# Presenting - حمامة



## Older spice (Jun 27, 2010)

حمامة
is the name of my pigeon .. its basicly "bird" in arabic but it sounds much more like ptear 

this is one picture more coming soon :


----------



## Crab_Shrapnel (Jan 17, 2010)

Such a pretty bird, and I love the name


----------



## Older spice (Jun 27, 2010)

and a closup of ptear


----------



## Big T (Mar 25, 2008)

Nice eye, big chest, beautiful bird.

Tony


----------



## Cyreen (Jun 6, 2010)

Ptear is the Montreal reformed feral?

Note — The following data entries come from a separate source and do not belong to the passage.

use std::sync::Arc;

use sqlx::postgres::PgPoolOptions;
use tokio::task::JoinHandle;
use tokio_util::sync::CancellationToken;

use crate::config::NodeConfig;
use crate::dashboard::{run_dashboard, DashboardState};
use crate::error::Result;
use crate::notifier::{driver, DriverChannels, HubHandle, NotificationHub, PgDriver};
use crate::peer::{LeaderElector, PeerHandle};
use crate::pruner::{PgPruneBackend, PruneBackend, PrunerTask};
use crate::registry::{Registered, Registry};

/// A running node: notification hub, leader elector, pruner and optional dashboard.
pub struct Node {
    pub config: Arc<NodeConfig>,
    pub registry: Registry,
    pub hub: HubHandle,
    pub peer: PeerHandle,
    /// Stops the hub and driver. Cancelled once the elector has exited, so
    /// the elector can still unlock through the hub on the way out.
    connection: CancellationToken,
    tasks: Vec<JoinHandle<()>>,
}

impl Node {
    /// Starts a node against the configured Postgres database.
    ///
    /// The pool connects lazily; the driver keeps retrying until the database
    /// is reachable, and the node reports "not connected"/"not leader" meanwhile.
    ///
    /// # Errors
    ///
    /// Returns an error if the database URL cannot be parsed.
    pub async fn start(config: NodeConfig, shutdown: CancellationToken) -> Result<Self> {
        let pool = PgPoolOptions::new()
            .max_connections(5)
            .connect_lazy(&config.database_url)?;

        let (channels, endpoint) = driver::channel(config.notifier.buffer);
        let pg_driver = PgDriver::new(pool.clone(), config.notifier.clone());

        let backend = PgPruneBackend::new(pool, config.prefix.clone());
        let mut node = Self::spawn(config, Registry::new(), channels, backend, shutdown).await;

        let driver_shutdown = node.connection.clone();
        node.tasks.push(tokio::spawn(async move {
            pg_driver.run(endpoint, driver_shutdown).await;
        }));
        Ok(node)
    }

    /// Starts the node's actors on top of an already running driver.
    ///
    /// The hub and elector are registered under the cluster name in
    /// `registry` before the elector runs its first round.
    pub async fn spawn<B>(
        config: NodeConfig,
        registry: Registry,
        driver: DriverChannels,
        prune_backend: B,
        shutdown: CancellationToken,
    ) -> Self
    where
        B: PruneBackend + 'static,
    {
        let config = Arc::new(config);
        let connection = CancellationToken::new();
        let mut tasks = Vec::new();

        let (hub, hub_handle, hub_rx) = NotificationHub::new(&config, driver);
        registry
            .register(&config.name, Registered::Notifier(hub_handle.clone()))
            .await;
        let hub_shutdown = connection.clone();
        tasks.push(tokio::spawn(async move {
            hub.run(hub_rx, hub_shutdown).await;
        }));

        let (elector, peer, peer_rx) = LeaderElector::new(&config, registry.clone());
        registry
            .register(&config.name, Registered::Peer(peer.clone()))
            .await;
        let peer_shutdown = shutdown.clone();
        let stop_connection = connection.clone();
        tasks.push(tokio::spawn(async move {
            // Also fires if the task panics or is aborted.
            let _guard = stop_connection.drop_guard();
            elector.run(peer_rx, peer_shutdown).await;
        }));

        let pruner = PrunerTask {
            backend: prune_backend,
            config: config.pruner.clone(),
            peer: peer.clone(),
        };
        let pruner_shutdown = shutdown.clone();
        tasks.push(tokio::spawn(async move {
            pruner.run(pruner_shutdown).await;
        }));

        if let Some(addr) = config.dashboard_addr {
            let state = DashboardState {
                config: config.clone(),
                hub: hub_handle.clone(),
                peer: peer.clone(),
            };
            let dashboard_shutdown = shutdown.clone();
            tasks.push(tokio::spawn(async move {
                run_dashboard(addr, state, dashboard_shutdown).await;
            }));
        }

        tracing::info!(
            name = %config.name,
            ident = %config.ident(),
            dashboard_addr = ?config.dashboard_addr,
            "Node started"
        );

        Self {
            config,
            registry,
            hub: hub_handle,
            peer,
            connection,
            tasks,
        }
    }

    pub fn is_leader(&self) -> bool {
        self.peer.is_leader()
    }

    pub fn is_connected(&self) -> bool {
        self.hub.is_connected()
    }

    /// Waits for every task of the node to finish (after shutdown is requested).
    pub async fn join(self) {
        for task in self.tasks {
            if let Err(e) = task.await {
                if e.is_panic() {
                    tracing::error!(error = %e, "Node task panicked");
                }
            }
        }
    }

    /// Stops every task immediately without releasing held locks.
    pub fn abort(&self) {
        for task in &self.tasks {
            task.abort();
        }
    }
}
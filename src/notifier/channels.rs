use std::collections::{HashMap, HashSet};

/// Process-unique identifier of a subscriber.
pub type SubscriberId = u64;

/// Result of removing interest from one or more channels.
#[derive(Debug)]
pub struct Removal<L> {
    /// Channels left with no subscriber, sorted.
    pub emptied: Vec<String>,
    /// Listener data released because the subscriber holds no channel anymore.
    pub released: Option<L>,
}

struct ListenerEntry<L> {
    data: L,
    channels: HashSet<String>,
}

/// Channel subscriptions held by the notification hub.
///
/// `channels` and `listeners` are kept as mutual inverses: a subscriber is in
/// `channels[c]` exactly when `c` is in that subscriber's channel set. A
/// channel is present only while someone holds it, and a listener only while
/// it holds at least one channel.
pub struct Subscriptions<L> {
    channels: HashMap<String, HashSet<SubscriberId>>,
    listeners: HashMap<SubscriberId, ListenerEntry<L>>,
}

impl<L> Default for Subscriptions<L> {
    fn default() -> Self {
        Self::new()
    }
}

impl<L> Subscriptions<L> {
    pub fn new() -> Self {
        Self {
            channels: HashMap::new(),
            listeners: HashMap::new(),
        }
    }

    /// Adds `id` to every channel in `channels`.
    ///
    /// `make` builds the listener data the first time `id` is seen. Returns the
    /// channels that had no subscriber before this call, sorted.
    pub fn subscribe<I, F>(&mut self, id: SubscriberId, channels: I, make: F) -> Vec<String>
    where
        I: IntoIterator<Item = String>,
        F: FnOnce() -> L,
    {
        let mut added = Vec::new();
        let mut wanted = channels.into_iter().peekable();
        if wanted.peek().is_none() {
            return added;
        }

        let entry = self
            .listeners
            .entry(id)
            .or_insert_with(|| ListenerEntry {
                data: make(),
                channels: HashSet::new(),
            });

        for channel in wanted {
            if !entry.channels.insert(channel.clone()) {
                continue;
            }
            let holders = self.channels.entry(channel.clone()).or_default();
            if holders.is_empty() {
                added.push(channel);
            }
            holders.insert(id);
        }

        added.sort();
        added
    }

    /// Removes `id` from every channel in `channels` it holds.
    pub fn unsubscribe<I>(&mut self, id: SubscriberId, channels: I) -> Removal<L>
    where
        I: IntoIterator<Item = String>,
    {
        let mut emptied = Vec::new();
        let Some(entry) = self.listeners.get_mut(&id) else {
            return Removal {
                emptied,
                released: None,
            };
        };

        for channel in channels {
            if entry.channels.remove(&channel) && Self::drop_holder(&mut self.channels, &channel, id)
            {
                emptied.push(channel);
            }
        }

        let released = if entry.channels.is_empty() {
            self.listeners.remove(&id).map(|e| e.data)
        } else {
            None
        };

        emptied.sort();
        Removal { emptied, released }
    }

    /// Drops `id` from every channel it holds.
    pub fn remove_listener(&mut self, id: SubscriberId) -> Removal<L> {
        let Some(entry) = self.listeners.remove(&id) else {
            return Removal {
                emptied: Vec::new(),
                released: None,
            };
        };

        let mut emptied: Vec<String> = entry
            .channels
            .into_iter()
            .filter(|channel| Self::drop_holder(&mut self.channels, channel, id))
            .collect();
        emptied.sort();

        Removal {
            emptied,
            released: Some(entry.data),
        }
    }

    /// Returns true if the channel lost its last holder and was removed.
    fn drop_holder(
        channels: &mut HashMap<String, HashSet<SubscriberId>>,
        channel: &str,
        id: SubscriberId,
    ) -> bool {
        let Some(holders) = channels.get_mut(channel) else {
            return false;
        };
        holders.remove(&id);
        if holders.is_empty() {
            channels.remove(channel);
            true
        } else {
            false
        }
    }

    /// Listener data for every subscriber of `channel`.
    pub fn subscribers<'a>(&'a self, channel: &str) -> impl Iterator<Item = &'a L> + 'a {
        self.channels
            .get(channel)
            .into_iter()
            .flatten()
            .filter_map(move |id| self.listeners.get(id).map(|e| &e.data))
    }

    /// Every channel with at least one subscriber, sorted.
    pub fn channel_names(&self) -> Vec<String> {
        let mut names: Vec<String> = self.channels.keys().cloned().collect();
        names.sort();
        names
    }

    /// Channels held by one subscriber, sorted.
    pub fn listener_channels(&self, id: SubscriberId) -> Vec<String> {
        let mut names: Vec<String> = self
            .listeners
            .get(&id)
            .map(|e| e.channels.iter().cloned().collect())
            .unwrap_or_default();
        names.sort();
        names
    }

    pub fn contains_listener(&self, id: SubscriberId) -> bool {
        self.listeners.contains_key(&id)
    }

    pub fn is_empty(&self) -> bool {
        self.channels.is_empty()
    }

    pub fn listener_count(&self) -> usize {
        self.listeners.len()
    }
}
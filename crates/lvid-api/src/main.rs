//! Axum API server binary.

use std::net::SocketAddr;
use std::sync::Arc;

use tracing::{error, info};
use tracing_subscriber::{fmt, prelude::*, EnvFilter};

use lvid_api::{create_router, ApiConfig, AppState};
use lvid_pipeline::StaleProjectDetector;

#[tokio::main]
async fn main() {
    // Load environment variables
    dotenvy::dotenv().ok();

    // Colored output for dev, JSON for production
    let use_json = std::env::var("LOG_FORMAT")
        .map(|v| v.to_lowercase() == "json")
        .unwrap_or(false);

    let env_filter = EnvFilter::from_default_env().add_directive("lvid=info".parse().unwrap());

    if use_json {
        tracing_subscriber::registry()
            .with(fmt::layer().json())
            .with(env_filter)
            .init();
    } else {
        tracing_subscriber::registry()
            .with(fmt::layer().with_ansi(true).with_target(true))
            .with(env_filter)
            .init();
    }

    info!("Starting lvid-api");

    let config = ApiConfig::from_env();
    info!("API config: host={}, port={}", config.host, config.port);

    let state = match AppState::new(config.clone()) {
        Ok(s) => s,
        Err(e) => {
            error!("Failed to create application state: {}", e);
            std::process::exit(1);
        }
    };

    // Background recovery for projects orphaned in a generating status
    let stale_detector = StaleProjectDetector::new(Arc::clone(&state.store));
    tokio::spawn(async move {
        stale_detector.run().await;
    });

    let app = create_router(state);

    let addr: SocketAddr = match format!("{}:{}", config.host, config.port).parse() {
        Ok(addr) => addr,
        Err(e) => {
            error!("Invalid bind address: {}", e);
            std::process::exit(1);
        }
    };

    info!("Listening on {}", addr);

    let listener = match tokio::net::TcpListener::bind(addr).await {
        Ok(l) => l,
        Err(e) => {
            error!("Failed to bind {}: {}", addr, e);
            std::process::exit(1);
        }
    };

    if let Err(e) = axum::serve(listener, app)
        .with_graceful_shutdown(shutdown_signal())
        .await
    {
        error!("Server error: {}", e);
    }

    info!("Server shutdown complete");
}

async fn shutdown_signal() {
    tokio::signal::ctrl_c()
        .await
        .expect("Failed to install Ctrl+C handler");
    info!("Shutdown signal received");
}
//! API configuration.

/// API server configuration.
#[derive(Debug, Clone)]
pub struct ApiConfig {
    /// Server host
    pub host: String,
    /// Server port
    pub port: u16,
    /// CORS origins
    pub cors_origins: Vec<String>,
    /// Max request body size
    pub max_body_size: usize,
}

impl Default for ApiConfig {
    fn default() -> Self {
        Self {
            host: "0.0.0.0".to_string(),
            port: 8000,
            cors_origins: vec!["*".to_string()],
            max_body_size: 1024 * 1024, // 1MB
        }
    }
}

impl ApiConfig {
    /// Create config from environment variables.
    pub fn from_env() -> Self {
        Self {
            host: std::env::var("API_HOST").unwrap_or_else(|_| "0.0.0.0".to_string()),
            port: std::env::var("API_PORT")
                .ok()
                .and_then(|s| s.parse().ok())
                .unwrap_or(8000),
            cors_origins: std::env::var("CORS_ORIGINS")
                .map(|s| s.split(',').map(|s| s.trim().to_string()).collect())
                .unwrap_or_else(|_| vec!["*".to_string()]),
            max_body_size: std::env::var("MAX_BODY_SIZE")
                .ok()
                .and_then(|s| s.parse().ok())
                .unwrap_or(1024 * 1024),
        }
    }
}
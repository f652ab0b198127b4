//! API routes.

use axum::routing::{get, post};
use axum::Router;
use tower_http::cors::{Any, CorsLayer};
use tower_http::limit::RequestBodyLimitLayer;
use tower_http::request_id::{MakeRequestUuid, PropagateRequestIdLayer, SetRequestIdLayer};
use tower_http::trace::TraceLayer;

use crate::handlers::health;
use crate::handlers::projects::{create_project, get_project, list_projects};
use crate::handlers::stages::{generate_audio, generate_avatar, generate_content, render};
use crate::state::AppState;

/// Create the API router.
pub fn create_router(state: AppState) -> Router {
    let project_routes = Router::new()
        .route("/projects", post(create_project))
        .route("/projects", get(list_projects))
        .route("/projects/:project_id", get(get_project))
        // Stage triggers; completion is observed via GET /projects/:id
        .route("/projects/:project_id/generate-content", post(generate_content))
        .route("/projects/:project_id/generate-audio", post(generate_audio))
        .route("/projects/:project_id/generate-avatar", post(generate_avatar))
        .route("/projects/:project_id/render", post(render));

    let max_body_size = state.config.max_body_size;

    Router::new()
        .route("/health", get(health))
        .nest("/api", project_routes)
        .layer(RequestBodyLimitLayer::new(max_body_size))
        .layer(CorsLayer::new().allow_origin(Any).allow_methods(Any).allow_headers(Any))
        .layer(PropagateRequestIdLayer::x_request_id())
        .layer(TraceLayer::new_for_http())
        .layer(SetRequestIdLayer::x_request_id(MakeRequestUuid))
        .with_state(state)
}
//! Stage trigger handlers.
//!
//! One endpoint per pipeline stage. Each validates and admits the stage
//! synchronously (so the caller gets busy/conflict/missing-prerequisite
//! answers immediately), then runs the provider work in a background task.
//! Completion is observed by re-reading the project.

use axum::extract::{Path, State};
use axum::http::StatusCode;
use axum::Json;
use serde::Serialize;
use tracing::{info, warn};

use lvid_models::{PipelineStage, ProjectId};

use crate::error::ApiResult;
use crate::state::AppState;

/// Response for an accepted stage trigger.
#[derive(Debug, Serialize)]
pub struct StageAccepted {
    pub status: &'static str,
    pub project_id: String,
    pub stage: PipelineStage,
}

/// POST /api/projects/:project_id/generate-content
pub async fn generate_content(
    State(state): State<AppState>,
    Path(project_id): Path<String>,
) -> ApiResult<(StatusCode, Json<StageAccepted>)> {
    trigger_stage(state, project_id, PipelineStage::ContentGeneration).await
}

/// POST /api/projects/:project_id/generate-audio
pub async fn generate_audio(
    State(state): State<AppState>,
    Path(project_id): Path<String>,
) -> ApiResult<(StatusCode, Json<StageAccepted>)> {
    trigger_stage(state, project_id, PipelineStage::AudioGeneration).await
}

/// POST /api/projects/:project_id/generate-avatar
pub async fn generate_avatar(
    State(state): State<AppState>,
    Path(project_id): Path<String>,
) -> ApiResult<(StatusCode, Json<StageAccepted>)> {
    trigger_stage(state, project_id, PipelineStage::AvatarGeneration).await
}

/// POST /api/projects/:project_id/render
pub async fn render(
    State(state): State<AppState>,
    Path(project_id): Path<String>,
) -> ApiResult<(StatusCode, Json<StageAccepted>)> {
    trigger_stage(state, project_id, PipelineStage::Rendering).await
}

async fn trigger_stage(
    state: AppState,
    project_id: String,
    stage: PipelineStage,
) -> ApiResult<(StatusCode, Json<StageAccepted>)> {
    let id = ProjectId::from(project_id);

    // Admission is synchronous: invalid transitions, missing artifacts and
    // the busy gate all surface here, before the caller gets a 202.
    let ticket = state.orchestrator.begin(&id, stage).await?;

    info!(project_id = %id, stage = %stage, "Stage trigger accepted");

    let orchestrator = state.orchestrator.clone();
    tokio::spawn(async move {
        // The outcome (ready or failed) is persisted by the orchestrator;
        // nothing to do here but log.
        if let Err(e) = orchestrator.execute(ticket).await {
            warn!(stage = %stage, "Stage ended in failure: {}", e);
        }
    });

    Ok((
        StatusCode::ACCEPTED,
        Json(StageAccepted {
            status: "accepted",
            project_id: id.to_string(),
            stage,
        }),
    ))
}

Very pretty.


----------



## Older spice (Jun 27, 2010)

yep he was but a bag of bones and ice when we found him, now hes full of meat and musles


----------



## Older spice (Jun 27, 2010)

heres a litle vague picture of ptear posing for me


----------



## Cyreen (Jun 6, 2010)

He's about the same age as my Ollie.


----------



## Skyeking (Jan 17, 2003)

Quite a handsome bird! 

Thank you for sharing.


----------



## Older spice (Jun 27, 2010)

well i'm not sure of his exact age i whould say 2 years or more because i only had him for 1 and a half .


----------



## Cyreen (Jun 6, 2010)

HEY! We can start a whole new forum - Pigeon internet dating!


----------



## Older spice (Jun 27, 2010)

i told ptear and he loves the idea !


----------



## onestop2050 (May 7, 2009)

i have his twin over here in illinois,hes sweet


----------



## Older spice (Jun 27, 2010)

you have any pictures ?


----------



## fly_heart (Sep 8, 2009)

Nice Pigeon


----------